Talk to any programmer and they will tell you that programming makes them swear. Don’t worry, I am not going to list the swearwords here (*wink*). But did you know that African developers’ swearing commit count is way higher than others?
Umm… okay, I won’t release the teasers like that.
I will get to the point.
So, one fine day, our data scientist thought of analyzing data between the years 2017 and 2018.
Why so, you ask?
Well, he was inspired by the swearing commit count of developers at our office and wanted to know if this is our office thingy or developers around the world swear by swearing (*pun intended*).
I was extremely enthralled by his idea and gave him a heads-up.
Just so you know, we ended up analyzing tons of data from 857,147 users and studied 104,445,423 different commits. Yes, all this hard work for you.
As expected, the results were intriguing, and the findings even more interesting.
So How Did We Do It?
To investigate the swearing behavior of developers, we fetched commits from a range of internal and external sources. For starters, a commit adds the latest changes to a part of the source code in the repository in a version control system where they reside indefinitely.
To ensure that the code repository has the latest version, each developer after adding a commit also adds a commit message to help the future developers know what this addition/modification was all about so that they can make a well-informed decision.
But it just doesn’t stop here. It goes to the extent of swearing messages, and this is what we were curious about.
While a lot of developers say that the use of swearwords helps them get rid of stress, there are others who do it for fun or out of habit.
Whatever the reason is – the findings are definitely appalling.
Let’s have a look.
Average swearing commit count
First, let’s check how many developers actually love swearing while writing commit messages.

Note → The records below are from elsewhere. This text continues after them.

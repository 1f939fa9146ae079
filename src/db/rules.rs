//! Regex rule storage and bulk import.

use crate::error::DatabaseError;
use crate::{Error, Result};

use super::{Database, RegexRuleRow};

/// A rule staged for bulk import, before it has a database id.
#[derive(Debug, Clone)]
pub struct NewRule {
    /// Imported rule id, kept so re-imports stay stable
    pub id: i64,
    /// Group name prefix this rule applies to, or "*" for all groups
    pub group_scope: String,
    /// Regex source with named captures
    pub pattern: String,
    /// Evaluation order within a scope, ascending
    pub ordinal: i32,
    /// Free-form note about what the rule matches
    pub description: String,
}

impl Database {
    /// Get the enabled rules in evaluation order
    pub async fn enabled_rules(&self) -> Result<Vec<RegexRuleRow>> {
        let rows = sqlx::query_as::<_, RegexRuleRow>(
            "SELECT id, group_scope, pattern, ordinal, enabled, description
             FROM regex_rules WHERE enabled = 1
             ORDER BY ordinal, id",
        )
        .fetch_all(&self.pool)
        .await
        .map_err(|e| {
            Error::Database(DatabaseError::QueryFailed(format!(
                "Failed to get regex rules: {}",
                e
            )))
        })?;

        Ok(rows)
    }

    /// Add a single local rule
    ///
    /// Local rules take ids at 100000 and above so bulk imports never
    /// overwrite them.
    pub async fn insert_rule(
        &self,
        group_scope: &str,
        pattern: &str,
        ordinal: i32,
        description: &str,
    ) -> Result<i64> {
        let next_id: i64 = sqlx::query_scalar(
            "SELECT COALESCE(MAX(id) + 1, 100000) FROM regex_rules WHERE id >= 100000",
        )
        .fetch_one(&self.pool)
        .await
        .map_err(|e| {
            Error::Database(DatabaseError::QueryFailed(format!(
                "Failed to allocate rule id: {}",
                e
            )))
        })?;

        sqlx::query(
            "INSERT INTO regex_rules (id, group_scope, pattern, ordinal, enabled, description)
             VALUES (?, ?, ?, ?, 1, ?)",
        )
        .bind(next_id)
        .bind(group_scope)
        .bind(pattern)
        .bind(ordinal)
        .bind(description)
        .execute(&self.pool)
        .await
        .map_err(|e| {
            Error::Database(DatabaseError::QueryFailed(format!(
                "Failed to insert regex rule: {}",
                e
            )))
        })?;

        Ok(next_id)
    }

    /// Replace all imported rules with a fresh dump
    ///
    /// Deletes every rule with id below 100000, then inserts the new set in
    /// one transaction. Local rules (id >= 100000) are untouched.
    pub async fn replace_imported_rules(&self, rules: &[NewRule]) -> Result<()> {
        let mut tx = self.pool.begin().await.map_err(|e| {
            Error::Database(DatabaseError::QueryFailed(format!(
                "Failed to begin import transaction: {}",
                e
            )))
        })?;

        sqlx::query("DELETE FROM regex_rules WHERE id < 100000")
            .execute(&mut *tx)
            .await
            .map_err(|e| {
                Error::Database(DatabaseError::QueryFailed(format!(
                    "Failed to clear imported rules: {}",
                    e
                )))
            })?;

        for rule in rules {
            sqlx::query(
                "INSERT INTO regex_rules (id, group_scope, pattern, ordinal, enabled, description)
                 VALUES (?, ?, ?, ?, 1, ?)",
            )
            .bind(rule.id)
            .bind(&rule.group_scope)
            .bind(&rule.pattern)
            .bind(rule.ordinal)
            .bind(&rule.description)
            .execute(&mut *tx)
            .await
            .map_err(|e| {
                Error::Database(DatabaseError::QueryFailed(format!(
                    "Failed to import regex rule: {}",
                    e
                )))
            })?;
        }

        tx.commit().await.map_err(|e| {
            Error::Database(DatabaseError::QueryFailed(format!(
                "Failed to commit import transaction: {}",
                e
            )))
        })?;

        Ok(())
    }

    /// Enable or disable a rule
    pub async fn set_rule_enabled(&self, id: i64, enabled: bool) -> Result<()> {
        sqlx::query("UPDATE regex_rules SET enabled = ? WHERE id = ?")
            .bind(if enabled { 1 } else { 0 })
            .bind(id)
            .execute(&self.pool)
            .await
            .map_err(|e| {
                Error::Database(DatabaseError::QueryFailed(format!(
                    "Failed to update regex rule: {}",
                    e
                )))
            })?;

        Ok(())
    }
}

North American developers wrote the most commit messages in the year 2017-18, close to 140 commit messages. They were quickly followed by developers belonging from Europe, and Oceania region. This reveals that these three regions house the most active developers.
The least inactive developers in our study belonged to Asia, South America, and Africa, with Africa at the bottom.
So what will you expect?
According to the general rule of thumb, you would say that the developers who wrote most commit messages are more likely to have a higher swearing commit count.
This is when the results took us by storm. Although the average commit count per developer in Africa is close to 80, the average swearing commit count on the continent is close to 0.20. On the other hand, the continent with the highest average commit count, North America, accounts for ~ 0.1 average swearing commit count per developer.
The inference – African developers swear the most even when they commit the least!
What do they swear?
Okay, this one is interesting.
Naturally, when we found that swearing is highly prevalent among developers than what we expected, we thought of digging deeper.
Shit! – This was the most used English swear word in commit messages shared between 2017 and 2018. The word was used more than 15k times.
You get no brownie points for guessing the next swear word. Fuck was used a little bit more than 10k times.
Other words like WTF, fucking, Crap, Damn, Hell, Screw, Ass, and Suck were also used prominently.
And you thought that developers are the most innocent ones? Haha – no comments on this! (*laughs*)
But this doesn’t mean that all developers use swearwords!
No, not at all! Our further calculations revealed that 3.5% of developers use swearwords in their commits at least once.
This means that around 30,000 developers out of our total sampling size used swearwords at least once.
What’s more, we found that around 0.067% of all messages contain at least one swearword. This means that 6,997,863 messages contained at least one bad word!
Undoubtedly, this is a pretty huge figure, keeping in mind that the research is based on 875, 147 users. If we do simple mathematics, this reflects that an average developer around the globe used at least 8 swearwords in their commits in 2017-2018. Wow, this is getting interesting.
But what makes African developers swear the most?
Well, this is one question we wanted to find the answer to. Therefore, we dug deeper.
Believe us, this was a curious case.
We found that 73% of all swearing commits came from a single user, who accounted for 1,861 swearing commits. Next to him was a developer with only 290 swearing commits.
So as it turns out – just a few users made Africa top the list.
All in all, it is not wrong to conclude that developers use swearwords in their commits. Some of them use these more often. Although African developers topped the list, this was all thanks to the single user.
Overall, developers from all around the word use swearwords, and we strongly feel that this has something to do with the programming language that they code in. Like a certain programming language makes developers swear more when compared to others?
What do you think about this? Are you a developer? Be honest – how likely are you to swear while writing commit messages?